Faith, then, being the first link of the supernatural union between man and God, it follows that this union ceases when faith is broken, that is, denied; and that he who, after having once been thus united to God, breaks the link by rejecting the word of God, and substituting error in its place, commits one of the greatest of crimes. Such a one will be called a heretic, that is, one who separates himself; and the faithful will tremble at his apostasy. Even were his rebellion to the revealed word to fall upon only one article, still he commits enormous blasphemy; for he either separates himself from God as being a deceiver, or he implies that his own created, weak, and limited reason is superior to eternal and infinite Truth.
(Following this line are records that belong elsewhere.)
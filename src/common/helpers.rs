// Helper functions for safe logging

/// Masks email addresses for safe logging, keeping the first character and the domain
///
/// # Example
/// ```ignore
/// let masked = safe_email_log("ada@example.com");
/// // Returns: "a***@example.com"
/// ```
pub fn safe_email_log(email: &str) -> String {
    match email.split_once('@') {
        Some((local, domain)) if !local.is_empty() && !domain.contains('@') => {
            let first: String = local.chars().take(1).collect();
            format!("{}***@{}", first, domain)
        }
        _ => "***@***.***".to_string(),
    }
}

/// Masks tokens for safe logging, showing only the first and last 4 characters
pub fn safe_token_log(token: &str) -> String {
    let chars: Vec<char> = token.chars().collect();
    if chars.len() > 8 {
        let head: String = chars[..4].iter().collect();
        let tail: String = chars[chars.len() - 4..].iter().collect();
        format!("{}...{}", head, tail)
    } else {
        "***".to_string()
    }
}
As time goes on, heresies will rise up, each attacking some dogma or other; so that scarcely one truth will be left unassailed; but all this will serve for little else than to bring out the revelation purer and brighter than before. There will, however, come a time, and that time is our own, when heresy will not confine itself to some one particular article of faith; but will proclaim the total independence of reason, and declare revelation to be a forgery. This impious system will give itself the high-sounding name of rationalism, and these are to be its leading doctrines: Christ's mission a failure and his teaching false; his Church an insult to man's dignity; the eighteen centuries of Christian civilization a popular illusion! The followers of this school, the so-called philosophers of modem times, would have subverted all society, had not God come to its assistance, and fulfilled the promise he made, of never allowing his revealed word to be taken away from mankind, nor the Church, to whom he confided his word, to be destroyed.
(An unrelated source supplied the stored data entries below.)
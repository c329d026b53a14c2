//! # Users Module
//!
//! The `users` resource: listing and creating users backed by the `users` table.

pub mod handlers;
pub mod models;
pub mod repository;
pub mod routes;
pub mod validators;

#[cfg(test)]
pub(crate) mod testing;

pub use repository::{PgUserRepository, UserRepository};
pub use routes::users_routes;
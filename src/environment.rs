//! Deployment environments and their fixed base URLs.

use serde::{Deserialize, Serialize};
use std::fmt;
use std::str::FromStr;

use crate::error::ConfigurationError;

/// Base URL of the sandbox environment.
pub const SANDBOX_BASE_URL: &str = "https://sandbox.safaricom.co.ke";

/// Base URL of the production environment.
pub const PRODUCTION_BASE_URL: &str = "https://api.safaricom.co.ke";

/// Target environment of the gateway.
#[derive(Debug, Clone, Copy, PartialEq, Eq, Hash, Serialize, Deserialize)]
#[serde(rename_all = "lowercase")]
pub enum Environment {
    Sandbox,
    Production,
}

impl Environment {
    /// Returns the base URL requests are sent to. Paths are appended verbatim.
    pub fn base_url(&self) -> &'static str {
        match self {
            Environment::Sandbox => SANDBOX_BASE_URL,
            Environment::Production => PRODUCTION_BASE_URL,
        }
    }

    /// Returns the name accepted by [`FromStr`].
    pub fn as_str(&self) -> &'static str {
        match self {
            Environment::Sandbox => "sandbox",
            Environment::Production => "production",
        }
    }
}

impl fmt::Display for Environment {
    fn fmt(&self, f: &mut fmt::Formatter<'_>) -> fmt::Result {
        f.write_str(self.as_str())
    }
}

impl FromStr for Environment {
    type Err = ConfigurationError;

    fn from_str(s: &str) -> Result<Self, Self::Err> {
        match s {
            "sandbox" => Ok(Environment::Sandbox),
            "production" => Ok(Environment::Production),
            other => Err(ConfigurationError::UnknownEnvironment(other.to_string())),
        }
    }
}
Others go not so far as this. They do not pretend to deny the benefits conferred on the world by the Christian religion; the facts of history are too evident to be contested: still, as they will not submit their reason to the mysteries revealed by God, they have a way peculiar to themselves for eliminating the clement of faith from this world. As every revealed truth, and every miracle confirmatory of divine interposition, is disagreeable to them, they attribute to natural causes every fact which bears testimony to the Son of God being present among us. They do not insult religion, they simply pass it by; they hold that the supernatural serves no purpose; people, they say, have taken appearances for realities. The laws of history and common sense count for nothing. Agreeably to their system, which they call naturalism, they deny what they cannot explain; they maintain that the people of the past eighteen centuries have been deceived, and that the Creator cannot suspend the laws of nature, just as the rationalists teach that there is nothing above reason.
Are reason and nature, then, to be obstacles to our Redeemer’s love for mankind? Thanks be to his infinite power, he would not have it so! As to reason, he repairs and perfects her by faith; and he suspends the laws of nature, that we may cheerfully believe the word whose truth is guaranteed by the testimony of miracles. Jesus is truly risen; let reason and nature rejoice; for he has ennobled and sanctified them by the glad mystery.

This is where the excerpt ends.